Relevant to the instant Motions, BAY is incorporated in Delaware and has its principal place of business in California. According to BAY’s CEO, Michael Glazer, BAY has never had an office in Missouri, is not registered with the Missouri Secretary of State to conduct business in Missouri, has never had a bank or investment account in Missouri, does not own any real estate in Missouri, and does not send its employees to events or meetings in Missouri. Doc. [15-2]. Further, BAY’s website is generally accessible, and BAY advertises nationally, but it does not specifically target Missouri in its advertisements. Id. Plaintiff’s director of strategy, Eric Stegemann, averred in a declaration that BAY “currently provides services to at least two Missouri companies,” Doc. [20-1] ¶ 33, a claim BAY does not dispute. Meanwhile, both Goodhue and Trygstad are residents

of Colorado and lived in Colorado throughout the entirety of their employment with Tribus. Further, neither ever traveled to Missouri for their work for Tribus. With these facts in mind, the Court turns to Defendants’ Motions. II. LEGAL STANDARD “To survive a motion to dismiss for lack of personal jurisdiction, a plaintiff must make a prima facie showing that personal jurisdiction exists, which is accomplished by pleading sufficient facts ‘to support a reasonable inference that the defendant[] can be subjected to jurisdiction within the state.’” K-V Pharm. Co. v. J. Uriach & CIA, S.A., 648 F.3d 588, 591–92 (8th Cir. 2011) (omission in original) (quoting Dever v. Hentzen Coatings, Inc., 380 F.3d 1070, 1072 (8th Cir. 2004)).

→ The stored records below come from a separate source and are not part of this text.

//! Propositional formulas over named variables.
//!
//! Role
//! - [`Formula`] is the immutable tree produced by the parser and consumed by the inference
//!   rules. Rules never mutate a formula; they clone the sub-formulas they keep.
//! - The canonical rendering ([`Formula::canonical`], also used by `Display`) is fully
//!   parenthesized for binary connectives and unparenthesized for negation:
//!   `p`, `!p`, `(p&&q)`, `!(p->!q)`. Two formulas denote the same proposition iff their
//!   canonical renderings are equal.
//!
//! Example
//! ```
//! use gentzen::formula::Formula;
//!
//! let p = Formula::atom("p");
//! let q = Formula::atom("q");
//! let f = (p.clone() & !q).implies(p);
//! assert_eq!(f.canonical(), "((p&&!q)->p)");
//! assert_eq!(f.operator_count(), 3);
//! ```
use std::collections::{BTreeMap, BTreeSet};
use std::fmt;

use smallvec::SmallVec;
use strum::{Display, EnumIter, IntoStaticStr};

use crate::error::{Error, Result};

/// Truth assignment to propositional variables. Variables absent from the map are false.
pub type Valuation = BTreeMap<String, bool>;

/// The four connectives of the language.
#[derive(Debug, Clone, Copy, PartialEq, Eq, Hash, Display, EnumIter, IntoStaticStr)]
pub enum Operator {
    #[strum(serialize = "!")]
    Not,
    #[strum(serialize = "&&")]
    And,
    #[strum(serialize = "||")]
    Or,
    #[strum(serialize = "->")]
    Implies,
}

impl Operator {
    /// Number of operands the connective takes.
    #[inline]
    pub fn arity(self) -> usize {
        match self {
            Operator::Not => 1,
            Operator::And | Operator::Or | Operator::Implies => 2,
        }
    }

    /// Binding strength, highest first: `!` > `&&` > `||` > `->`.
    #[inline]
    pub fn precedence(self) -> u8 {
        match self {
            Operator::Not => 4,
            Operator::And => 3,
            Operator::Or => 2,
            Operator::Implies => 1,
        }
    }

    #[inline]
    pub fn symbol(self) -> &'static str {
        self.into()
    }
}

#[derive(Debug, Clone, PartialEq, Eq, Hash)]
pub enum Formula {
    /// A propositional variable, `[A-Za-z][A-Za-z0-9]*`.
    Atomic(String),
    Not(Box<Formula>),
    And(Box<Formula>, Box<Formula>),
    Or(Box<Formula>, Box<Formula>),
    Implies(Box<Formula>, Box<Formula>),
}

impl Formula {
    pub fn atom(name: impl Into<String>) -> Self {
        Formula::Atomic(name.into())
    }

    /// Build a compound formula from an operator and its operands.
    ///
    /// Fails with [`Error::MalformedExpression`] if the number of operands does not match the
    /// operator's arity. Operands are given left to right.
    pub fn compound(op: Operator, operands: SmallVec<Formula, 2>) -> Result<Self> {
        let mut operands = operands.into_iter();
        let (first, second, extra) = (operands.next(), operands.next(), operands.next());
        match (op, first, second, extra) {
            (Operator::Not, Some(inner), None, None) => Ok(!inner),
            (Operator::And, Some(lhs), Some(rhs), None) => Ok(lhs.and(rhs)),
            (Operator::Or, Some(lhs), Some(rhs), None) => Ok(lhs.or(rhs)),
            (Operator::Implies, Some(lhs), Some(rhs), None) => Ok(lhs.implies(rhs)),
            (op, ..) => Err(Error::MalformedExpression {
                offset: 0,
                reason: match op.arity() {
                    1 => "unary operator requires exactly one operand",
                    _ => "binary operator requires exactly two operands",
                },
            }),
        }
    }

    #[inline]
    pub fn and(self, rhs: Formula) -> Self {
        Formula::And(Box::new(self), Box::new(rhs))
    }

    #[inline]
    pub fn or(self, rhs: Formula) -> Self {
        Formula::Or(Box::new(self), Box::new(rhs))
    }

    #[inline]
    pub fn implies(self, rhs: Formula) -> Self {
        Formula::Implies(Box::new(self), Box::new(rhs))
    }

    /// Top-level connective, `None` for a variable.
    pub fn operator(&self) -> Option<Operator> {
        match self {
            Formula::Atomic(_) => None,
            Formula::Not(_) => Some(Operator::Not),
            Formula::And(..) => Some(Operator::And),
            Formula::Or(..) => Some(Operator::Or),
            Formula::Implies(..) => Some(Operator::Implies),
        }
    }

    #[inline]
    pub fn is_atomic(&self) -> bool {
        matches!(self, Formula::Atomic(_))
    }

    /// Direct sub-formulas, left to right.
    pub fn operands(&self) -> SmallVec<&Formula, 2> {
        let mut out = SmallVec::new();
        match self {
            Formula::Atomic(_) => {}
            Formula::Not(inner) => out.push(inner.as_ref()),
            Formula::And(lhs, rhs) | Formula::Or(lhs, rhs) | Formula::Implies(lhs, rhs) => {
                out.push(lhs.as_ref());
                out.push(rhs.as_ref());
            }
        }
        out
    }

    /// Number of connective occurrences in the tree.
    pub fn operator_count(&self) -> usize {
        let mut count = 0;
        let mut stack: SmallVec<&Formula, 16> = SmallVec::new();
        stack.push(self);
        while let Some(f) = stack.pop() {
            if !f.is_atomic() {
                count += 1;
            }
            stack.extend(f.operands());
        }
        count
    }

    /// Height of the tree; a variable has depth 1.
    pub fn depth(&self) -> usize {
        let mut max = 0;
        let mut stack: SmallVec<(&Formula, usize), 16> = SmallVec::new();
        stack.push((self, 1));
        while let Some((f, d)) = stack.pop() {
            max = max.max(d);
            stack.extend(f.operands().into_iter().map(|c| (c, d + 1)));
        }
        max
    }

    /// Names of all variables occurring in the formula.
    pub fn atoms(&self) -> BTreeSet<&str> {
        let mut atoms = BTreeSet::new();
        let mut stack: SmallVec<&Formula, 16> = SmallVec::new();
        stack.push(self);
        while let Some(f) = stack.pop() {
            match f {
                Formula::Atomic(name) => {
                    atoms.insert(name.as_str());
                }
                _ => stack.extend(f.operands()),
            }
        }
        atoms
    }

    /// Fully-parenthesized rendering used as the proposition's identity.
    pub fn canonical(&self) -> String {
        self.to_string()
    }

    /// Truth value under `valuation`. Unassigned variables are false.
    pub fn evaluate(&self, valuation: &Valuation) -> bool {
        match self {
            Formula::Atomic(name) => valuation.get(name).copied().unwrap_or(false),
            Formula::Not(inner) => !inner.evaluate(valuation),
            Formula::And(lhs, rhs) => lhs.evaluate(valuation) && rhs.evaluate(valuation),
            Formula::Or(lhs, rhs) => lhs.evaluate(valuation) || rhs.evaluate(valuation),
            Formula::Implies(lhs, rhs) => !lhs.evaluate(valuation) || rhs.evaluate(valuation),
        }
    }
}

impl fmt::Display for Formula {
    fn fmt(&self, f: &mut fmt::Formatter<'_>) -> fmt::Result {
        match self {
            Formula::Atomic(name) => f.write_str(name),
            Formula::Not(inner) => write!(f, "{}{inner}", Operator::Not),
            Formula::And(lhs, rhs) => write!(f, "({lhs}{}{rhs})", Operator::And),
            Formula::Or(lhs, rhs) => write!(f, "({lhs}{}{rhs})", Operator::Or),
            Formula::Implies(lhs, rhs) => write!(f, "({lhs}{}{rhs})", Operator::Implies),
        }
    }
}

impl std::ops::Not for Formula {
    type Output = Formula;

    fn not(self) -> Self::Output {
        Formula::Not(Box::new(self))
    }
}

impl std::ops::BitAnd for Formula {
    type Output = Formula;

    fn bitand(self, rhs: Self) -> Self::Output {
        self.and(rhs)
    }
}

impl std::ops::BitOr for Formula {
    type Output = Formula;

    fn bitor(self, rhs: Self) -> Self::Output {
        self.or(rhs)
    }
}

#[cfg(test)]
mod tests {
    use smallvec::smallvec;
    use strum::IntoEnumIterator;

    use super::*;

    fn p() -> Formula {
        Formula::atom("p")
    }

    fn q() -> Formula {
        Formula::atom("q")
    }

    #[test]
    fn canonical_rendering() {
        assert_eq!(p().canonical(), "p");
        assert_eq!((!p()).canonical(), "!p");
        assert_eq!((!!p()).canonical(), "!!p");
        assert_eq!((p() & q()).canonical(), "(p&&q)");
        assert_eq!((p() | !q()).canonical(), "(p||!q)");
        assert_eq!(p().implies(q()).canonical(), "(p->q)");
        assert_eq!((!(p() & q())).canonical(), "!(p&&q)");
    }

    #[test]
    fn compound_checks_arity() {
        let not = Formula::compound(Operator::Not, smallvec![p()]).unwrap();
        assert_eq!(not, !p());

        let and = Formula::compound(Operator::And, smallvec![p(), q()]).unwrap();
        assert_eq!(and, p() & q());

        let err = Formula::compound(Operator::Not, smallvec![p(), q()]).unwrap_err();
        assert!(err.is_malformed_expression());
        let err = Formula::compound(Operator::Implies, smallvec![p()]).unwrap_err();
        assert!(err.is_malformed_expression());
    }

    #[test]
    fn top_level_connective() {
        assert_eq!(p().operator(), None);
        for op in Operator::iter() {
            let operands = if op.arity() == 1 {
                smallvec![p()]
            } else {
                smallvec![p(), q()]
            };
            let formula = Formula::compound(op, operands).unwrap();
            assert_eq!(formula.operator(), Some(op));
        }
    }

    #[test]
    fn operator_metadata() {
        let symbols: Vec<&str> = Operator::iter().map(Operator::symbol).collect();
        assert_eq!(symbols, ["!", "&&", "||", "->"]);
        assert!(Operator::Not.precedence() > Operator::And.precedence());
        assert!(Operator::And.precedence() > Operator::Or.precedence());
        assert!(Operator::Or.precedence() > Operator::Implies.precedence());
    }

    #[test]
    fn counting_and_depth() {
        let f = (p() & !q()).implies(p() | q());
        assert_eq!(f.operator_count(), 4);
        assert_eq!(f.depth(), 4);
        assert_eq!(p().depth(), 1);
        assert_eq!(f.atoms().into_iter().collect::<Vec<_>>(), ["p", "q"]);
    }

    #[test]
    fn evaluation() {
        let mut v = Valuation::new();
        v.insert("p".to_string(), true);
        assert!(p().evaluate(&v));
        assert!(!q().evaluate(&v));
        assert!(p().implies(q()).evaluate(&Valuation::new()));
        assert!(!p().implies(q()).evaluate(&v));
        assert!((p() | q()).evaluate(&v));
        assert!(!(p() & q()).evaluate(&v));
    }
}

Once personal jurisdiction has been challenged, that prima facie showing “must be tested, not by the pleadings alone, but by the affidavits and exhibits presented with the motions and opposition thereto.” Furminator, Inc. v. Wahba, No. 4:10-cv-01941-AGF, 2011 WL 3847390, at *2 (E.D. Mo. Aug. 29, 2011) (quoting Miller v. Nippon Carbon Co., 528 F.3d 1087, 1090 (8th Cir.

2008)). The Court views the evidence in the light most favorable to Plaintiff. Pederson v. Frost, 951 F.3d 977, 979 (8th Cir. 2020). The party seeking to establish the Court’s personal jurisdiction carries the burden of proof, however, and that burden does not shift to the party challenging jurisdiction. Fastpath, Inc. v. Arbela Techs. Corp., 760 F.3d 816, 820 (8th Cir. 2014). The Court engages in a two-part inquiry to assess whether it has personal jurisdiction over non-resident defendants. NEXTEP, LLC v. KABA Workforce Sols., No. 4:07-cv-01107-RWS, 2007 WL 9809030, at *2 (E.D. Mo. Oct. 5, 2007). To exercise jurisdiction, the Court must find both (1) that Defendants’ actions are covered by the Missouri long-arm statute and (2) that its exercise of jurisdiction comports with due process requirements. See Myers v. Casino Queen, Inc., 689 F.3d 904, 909–910 (8th Cir. 2012) (holding that federal district courts in Missouri must

conduct separately the long-arm-statute and due-process inquiries); Insituform Techs., Inc. v. Reynolds, Inc., 398 F. Supp. 2d 1058, 1062–63 (E.D. Mo. 2005).